I guess they (GTE) figure that if they (GTE) can get their insurance companies to pay, they (GTE) will get all or part of their (GTE's) remediation money back from the innocent parties (the insurance companies), and they (GTE) will make a bigger profit.

Never mind that the rest of the country (us), their insurance companies (them), and the rest of the businesses in the US (the rest of them), may get pulled under in the massive toilet bowl flush (flood?) of lawsuits.

-- Robert A. Cook, PE (Kennesaw, GA) (cook.r@csaatl.com), July 02, 1999.


Mississippi wants $900 Million from just one company (fat chance).The giant insurance flush will only last as long as the insurance industry does. They can just all join hands, with the attorneys and form a spiraling chain to be twirled down the big poop tank of Y2K. If the court systems believe they have been burdoned already...just wait! There's another hand to hold in the big flush. Who else will join the chain? Come on....you'll *only* wind up in a Public Park somewhere!

-- Will continue (farming@home.com), July 02, 1999.

I think every company just needs to suck it up.

Pay for what you did, use the "no-fault" system. You broke it, it's your product, you fix it.

-- JAW (clueless@pollyanna.com), July 02, 1999.

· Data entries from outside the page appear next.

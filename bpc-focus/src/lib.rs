//! # Background Playback Controller: focus & recovery (bpc-focus)
//!
//! Keeps background audio playback in step with the platform's audio focus
//! arbitration, output-route changes, remote transport controllers and a
//! handful of user preferences.
//!
//! **Architecture:** one controller task owns all state and consumes a single
//! ordered queue of `ControllerEvent`s. Delays (route settle, recovery checks,
//! crossfade steps, sleep timer) are cancellable continuations that feed
//! back into the same queue and re-validate their conditions when they fire.

pub mod audio_system;
pub mod config;
pub mod controller;
pub mod crossfade;
pub mod effects;
pub mod engine;
pub mod error;
pub mod events;
pub mod notification;
pub mod policy;
pub mod preferences;
pub mod recovery;
pub mod remote;
pub mod route;
pub mod scenario;
pub mod scheduler;
pub mod simulation;
pub mod sleep_timer;
pub mod state;

pub use config::{Config, FocusConfig};
pub use controller::{ControllerHandle, ControllerParts, FocusController};
pub use error::{Error, Result};
pub use state::ControllerStatus;
//! Focus-loss classification
//!
//! The engine sometimes reports "paused because of focus loss" without the
//! controller having seen which kind of loss caused it. The rules that turn
//! that report into a pause reason live here so they can be tuned and tested
//! on their own.

use crate::events::{FocusSignal, PauseReason};

/// Inputs available when the engine reports a focus-loss pause
#[derive(Debug, Clone, Copy, Default)]
pub struct FocusLossContext {
    /// Most recent OS focus signal, if any was seen
    pub last_signal: Option<FocusSignal>,
    /// Playback was running when the loss began
    pub was_playing_before_loss: bool,
    /// A remote (automotive-class) controller was recently active
    pub remote_recently_active: bool,
    /// The controller started within the engine-start window
    pub recently_started: bool,
}

/// Pause reason for an engine-reported focus-loss pause
///
/// A known loss signal is authoritative. A can-duck loss that still paused
/// the engine is treated as transient.
pub fn resolve_engine_focus_pause(ctx: &FocusLossContext) -> PauseReason {
    match ctx.last_signal {
        Some(FocusSignal::LossTransient) | Some(FocusSignal::LossTransientCanDuck) => {
            PauseReason::FocusLossTransient
        }
        Some(FocusSignal::LossPermanent) => PauseReason::FocusLossPermanent,
        Some(FocusSignal::Gain) | None => classify_ambiguous_focus_loss(ctx),
    }
}

/// Heuristic used when no loss signal explains the pause
///
/// Ambiguous losses right after startup or while a car head unit is driving
/// playback are treated as transient so recovery can resume them. Otherwise
/// the loss is permanent.
pub fn classify_ambiguous_focus_loss(ctx: &FocusLossContext) -> PauseReason {
    if ctx.was_playing_before_loss && (ctx.remote_recently_active || ctx.recently_started) {
        PauseReason::FocusLossTransient
    } else {
        PauseReason::FocusLossPermanent
    }
}
//! Job runner that takes a request from validation to a response.

use std::path::PathBuf;
use std::sync::Arc;
use std::time::Duration;

use crate::config::Settings;
use crate::download::{DownloadResult, HttpFetcher};
use crate::engine::FfmpegEngine;
use crate::jobs::{InMemoryJobStore, JobPhase, JobStatusRecord, JobStore};
use crate::logging::{JobLogger, LogConfig};
use crate::models::{Downloads, JobRequest, JobResponse, RenderStats, Variant};
use crate::probe::FfprobeProbe;

use super::create_render_pipeline;
use super::errors::PipelineError;
use super::pipeline::CancelHandle;
use super::types::{Context, JobState, ProgressCallback, Services, VerifyOutput};
use super::workdir::WorkDir;

/// Runs render jobs end to end.
///
/// Each call to [`Orchestrator::run`] gets a fresh job id, its own work
/// directory and log file; concurrent jobs share nothing but the store.
pub struct Orchestrator {
    settings: Settings,
    services: Services,
    store: Arc<dyn JobStore>,
}

impl Orchestrator {
    pub fn new(settings: Settings, services: Services, store: Arc<dyn JobStore>) -> Self {
        Self {
            settings,
            services,
            store,
        }
    }

    /// Wire the production collaborators from settings.
    pub fn from_settings(settings: Settings) -> DownloadResult<Self> {
        let fetcher = HttpFetcher::from_settings(&settings.download)?;
        let probe = FfprobeProbe::new(&settings.engine.ffprobe_path);
        let engine = FfmpegEngine::new(&settings.engine.ffmpeg_path)
            .with_tail_lines(settings.logging.error_tail as usize);
        let store = InMemoryJobStore::new(Duration::from_secs(settings.jobs.status_ttl_secs));

        let services = Services::new(Arc::new(fetcher), Arc::new(probe), Arc::new(engine));
        Ok(Self::new(settings, services, Arc::new(store)))
    }

    pub fn settings(&self) -> &Settings {
        &self.settings
    }

    /// Status records of every job this orchestrator has seen.
    pub fn store(&self) -> &Arc<dyn JobStore> {
        &self.store
    }

    /// Run a job to completion.
    pub fn run(&self, request: &JobRequest) -> JobResponse {
        self.run_with_cancel(request, CancelHandle::new(), None)
    }

    /// Run a job that can be cancelled from another thread.
    pub fn run_with_cancel(
        &self,
        request: &JobRequest,
        cancel: CancelHandle,
        progress: Option<ProgressCallback>,
    ) -> JobResponse {
        let job_id = uuid::Uuid::new_v4().to_string();
        self.store.set(JobStatusRecord::queued(&job_id));
        let purged = self.store.purge_expired();
        if purged > 0 {
            tracing::debug!("Purged {} expired job record(s)", purged);
        }

        let response = match self.execute(&job_id, request, cancel, progress) {
            Ok(verified) => {
                tracing::info!("[{}] Job complete", job_id);
                success_response(&job_id, &verified)
            }
            Err(e) => {
                tracing::error!("[{}] {}", job_id, e);
                JobResponse::failure(&job_id, e.stage(), e.root_message())
            }
        };

        self.store.set(JobStatusRecord::finished(response.clone()));
        response
    }

    fn execute(
        &self,
        job_id: &str,
        request: &JobRequest,
        cancel: CancelHandle,
        progress: Option<ProgressCallback>,
    ) -> Result<VerifyOutput, PipelineError> {
        // Reject malformed requests before touching disk or network
        self.store.transition(job_id, JobPhase::Validating);
        let validated = request
            .validate(self.settings.jobs.require_audio_source)
            .map_err(|e| PipelineError::validation_failed(job_id, e))?;

        let work = WorkDir::create(&PathBuf::from(&self.settings.paths.work_root), job_id)
            .map_err(|e| {
                PipelineError::setup_failed(job_id, format!("Failed to create work directory: {}", e))
            })?;

        let logger = JobLogger::new(
            job_id,
            &self.settings.paths.logs_folder,
            LogConfig::from_settings(&self.settings.logging),
            None,
        )
        .map_err(|e| PipelineError::setup_failed(job_id, format!("Failed to create logger: {}", e)))?;
        let logger = Arc::new(logger);

        let output_dir = PathBuf::from(&self.settings.paths.output_folder).join(job_id);
        let store = Arc::clone(&self.store);
        let tracked_id = job_id.to_string();
        let on_progress: ProgressCallback = Box::new(move |phase: JobPhase, percent: u32, message: &str| {
            store.transition(&tracked_id, phase);
            if let Some(callback) = &progress {
                callback(phase, percent, message);
            }
        });

        let ctx = Context::new(
            validated,
            self.settings.clone(),
            job_id,
            work.path().to_path_buf(),
            output_dir,
            Arc::clone(&logger),
            self.services.clone(),
            cancel.clone(),
        )
        .with_progress_callback(on_progress);

        logger.info(&format!("Starting job {}", job_id));
        logger.info(&format!(
            "Assets: {}",
            ctx.request
                .assets
                .iter()
                .map(|a| a.slot.to_string())
                .collect::<Vec<_>>()
                .join(", ")
        ));

        let pipeline = create_render_pipeline().with_cancel_handle(cancel);
        let mut state = JobState::new(job_id);
        let result = pipeline.run(&ctx, &mut state);
        logger.flush();

        // Work directory goes away here, verified outputs have already moved
        drop(work);

        result?;
        state.verify.ok_or_else(|| {
            PipelineError::setup_failed(job_id, "Pipeline finished without verified outputs")
        })
    }
}

fn success_response(job_id: &str, verified: &VerifyOutput) -> JobResponse {
    let downloads = Downloads {
        with_overlay: verified.get(Variant::WithOverlay).map(|o| o.path.clone()),
        without_overlay: verified.get(Variant::WithoutOverlay).map(|o| o.path.clone()),
    };
    let stats = verified
        .primary()
        .map(|o| RenderStats {
            duration_seconds: o.duration_secs,
            file_size_bytes: o.file_size_bytes,
        })
        .unwrap_or_default();
    JobResponse::success(job_id, downloads, stats)
}
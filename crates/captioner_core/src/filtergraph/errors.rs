//! Errors raised while assembling a filter graph.
//!
//! Any of these indicates a bug in graph construction rather than bad
//! input: a well-formed request never produces one.

use thiserror::Error;

#[derive(Error, Debug, Clone, PartialEq, Eq)]
pub enum GraphBuildError {
    #[error("Stage {stage} reads label [{label}] before it is produced")]
    UnknownLabel { stage: usize, label: String },

    #[error("Label [{label}] is consumed more than once (stage {stage})")]
    LabelReused { stage: usize, label: String },

    #[error("Label [{label}] is produced twice (stage {stage})")]
    DuplicateLabel { stage: usize, label: String },

    #[error("Stage {stage} reads input #{index} but only {inputs} inputs are attached")]
    InputOutOfRange {
        stage: usize,
        index: usize,
        inputs: usize,
    },

    #[error("Label [{label}] is neither consumed nor mapped to the output")]
    DanglingLabel { label: String },

    #[error("Sink label [{label}] is not produced by any stage")]
    MissingSink { label: String },

    #[error("Stage {stage} draws an empty text literal")]
    EmptyText { stage: usize },

    #[error("Escaped literal does not parse back to its text: {text:?}")]
    LiteralRoundTrip { text: String },

    #[error("Frame size of the primary video is unknown")]
    MissingFrameSize,
}
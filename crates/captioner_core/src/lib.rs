//! Captioner Core - backend logic for the caption render service
//!
//! This crate turns a structured render request (base video, optional
//! dialogue/music tracks, optional overlay image, caption texts) into
//! media engine invocations and verified output files. It has no HTTP or
//! CLI dependencies; front ends drive it through [`orchestrator::Orchestrator`].

pub mod config;
pub mod download;
pub mod engine;
pub mod filtergraph;
pub mod jobs;
pub mod layout;
pub mod logging;
pub mod models;
pub mod orchestrator;
pub mod probe;

/// Returns the crate version.
pub fn version() -> &'static str {
    env!("CARGO_PKG_VERSION")
}
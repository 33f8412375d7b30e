//! HTTP(S) and local-file fetcher.

use std::fs::{self, File};
use std::io::{self, BufWriter, Read, Write};
use std::path::{Path, PathBuf};
use std::time::Duration;

use url::Url;

use super::{DownloadError, DownloadResult, Fetcher};
use crate::config::DownloadSettings;

/// [`Fetcher`] for `http`, `https` and `file` URLs.
///
/// Bodies are streamed to a `.part` file next to the destination and
/// renamed into place once complete, so a failed fetch never leaves a
/// truncated asset behind.
pub struct HttpFetcher {
    client: reqwest::blocking::Client,
    /// Zero disables the limit.
    max_bytes: u64,
}

impl HttpFetcher {
    pub fn new(timeout: Duration, max_bytes: u64) -> DownloadResult<Self> {
        let client = reqwest::blocking::Client::builder()
            .timeout(timeout)
            .user_agent(concat!("captioner/", env!("CARGO_PKG_VERSION")))
            .build()
            .map_err(|e| DownloadError::Request {
                url: String::new(),
                message: e.to_string(),
            })?;
        Ok(Self { client, max_bytes })
    }

    pub fn from_settings(settings: &DownloadSettings) -> DownloadResult<Self> {
        Self::new(Duration::from_secs(settings.timeout_secs), settings.max_bytes)
    }

    fn limit(&self) -> Option<u64> {
        (self.max_bytes > 0).then_some(self.max_bytes)
    }

    fn fetch_http(&self, url: &Url, dest: &Path) -> DownloadResult<u64> {
        let request_error = |e: reqwest::Error| DownloadError::Request {
            url: url.to_string(),
            message: e.to_string(),
        };

        let response = self
            .client
            .get(url.clone())
            .send()
            .map_err(request_error)?;

        let status = response.status();
        if !status.is_success() {
            return Err(DownloadError::Status {
                url: url.to_string(),
                status: status.as_u16(),
            });
        }

        if let (Some(limit), Some(length)) = (self.limit(), response.content_length()) {
            if length > limit {
                return Err(DownloadError::TooLarge {
                    url: url.to_string(),
                    max_bytes: limit,
                });
            }
        }

        self.write_limited(url, response, dest)
    }

    fn fetch_file(&self, url: &Url, dest: &Path) -> DownloadResult<u64> {
        let source = url
            .to_file_path()
            .map_err(|_| DownloadError::InvalidFileUrl(url.to_string()))?;
        let file = File::open(&source).map_err(|e| DownloadError::io(&source, e))?;
        self.write_limited(url, file, dest)
    }

    /// Copy `reader` to `dest`, enforcing the size limit.
    fn write_limited(&self, url: &Url, reader: impl Read, dest: &Path) -> DownloadResult<u64> {
        let part = part_path(dest);
        let result = self.copy_to(url, reader, &part);
        match result {
            Ok(bytes) => {
                fs::rename(&part, dest).map_err(|e| DownloadError::io(dest, e))?;
                Ok(bytes)
            }
            Err(e) => {
                let _ = fs::remove_file(&part);
                Err(e)
            }
        }
    }

    fn copy_to(&self, url: &Url, reader: impl Read, part: &Path) -> DownloadResult<u64> {
        let file = File::create(part).map_err(|e| DownloadError::io(part, e))?;
        let mut writer = BufWriter::new(file);

        // One byte past the limit is enough to tell it was exceeded
        let cap = self.limit().map_or(u64::MAX, |limit| limit.saturating_add(1));
        let mut limited = reader.take(cap);
        let bytes = io::copy(&mut limited, &mut writer).map_err(|e| match e.kind() {
            io::ErrorKind::TimedOut => DownloadError::Request {
                url: url.to_string(),
                message: e.to_string(),
            },
            _ => DownloadError::io(part, e),
        })?;
        writer.flush().map_err(|e| DownloadError::io(part, e))?;

        if let Some(limit) = self.limit() {
            if bytes > limit {
                return Err(DownloadError::TooLarge {
                    url: url.to_string(),
                    max_bytes: limit,
                });
            }
        }
        if bytes == 0 {
            return Err(DownloadError::Empty {
                url: url.to_string(),
            });
        }
        Ok(bytes)
    }
}

impl Fetcher for HttpFetcher {
    fn fetch(&self, url: &Url, dest: &Path) -> DownloadResult<u64> {
        tracing::info!("Downloading {}", url);
        let bytes = match url.scheme() {
            "file" => self.fetch_file(url, dest)?,
            _ => self.fetch_http(url, dest)?,
        };
        tracing::debug!("Fetched {} bytes to {}", bytes, dest.display());
        Ok(bytes)
    }
}

fn part_path(dest: &Path) -> PathBuf {
    let mut name = dest.file_name().unwrap_or_default().to_os_string();
    name.push(".part");
    dest.with_file_name(name)
}

#[cfg(test)]
mod tests {
    use super::*;
    use tempfile::tempdir;

    fn fetcher(max_bytes: u64) -> HttpFetcher {
        HttpFetcher::new(Duration::from_secs(5), max_bytes).unwrap()
    }

    #[test]
    fn copies_local_files() {
        let dir = tempdir().unwrap();
        let source = dir.path().join("source.mp4");
        fs::write(&source, b"not really a video").unwrap();
        let dest = dir.path().join("video.mp4");

        let url = Url::from_file_path(&source).unwrap();
        let bytes = fetcher(0).fetch(&url, &dest).unwrap();

        assert_eq!(bytes, 18);
        assert_eq!(fs::read(&dest).unwrap(), b"not really a video");
        assert!(!part_path(&dest).exists());
    }

    #[test]
    fn oversized_file_is_rejected_and_removed() {
        let dir = tempdir().unwrap();
        let source = dir.path().join("big.bin");
        fs::write(&source, vec![0u8; 64]).unwrap();
        let dest = dir.path().join("music.mp3");

        let url = Url::from_file_path(&source).unwrap();
        let result = fetcher(32).fetch(&url, &dest);

        assert!(matches!(
            result,
            Err(DownloadError::TooLarge { max_bytes: 32, .. })
        ));
        assert!(!dest.exists());
        assert!(!part_path(&dest).exists());
    }

    #[test]
    fn empty_file_is_an_error() {
        let dir = tempdir().unwrap();
        let source = dir.path().join("empty.mp3");
        File::create(&source).unwrap();

        let url = Url::from_file_path(&source).unwrap();
        let result = fetcher(0).fetch(&url, &dir.path().join("music.mp3"));
        assert!(matches!(result, Err(DownloadError::Empty { .. })));
    }

    #[test]
    fn missing_local_file_is_io_error() {
        let dir = tempdir().unwrap();
        let url = Url::from_file_path(dir.path().join("absent.mp4")).unwrap();
        let result = fetcher(0).fetch(&url, &dir.path().join("video.mp4"));
        assert!(matches!(result, Err(DownloadError::Io { .. })));
    }

    #[test]
    fn part_file_sits_next_to_destination() {
        assert_eq!(
            part_path(Path::new("/work/job/video.mp4")),
            PathBuf::from("/work/job/video.mp4.part")
        );
    }
}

Insurance companies won't pay up without a fight. They'll sue Microsoft, IBM, AT&T, Cisco, etc. etc. for creating and perpetuating the "defect."

Just like a car accident: make the the insurance company of the guy was caused the crash pay up, not the insurance company of the innocent victim.

-- rick blaine (y2kazoo@hotmail.com), July 02, 1999.


Will Continue,

You crack me up! Love your sense of humor.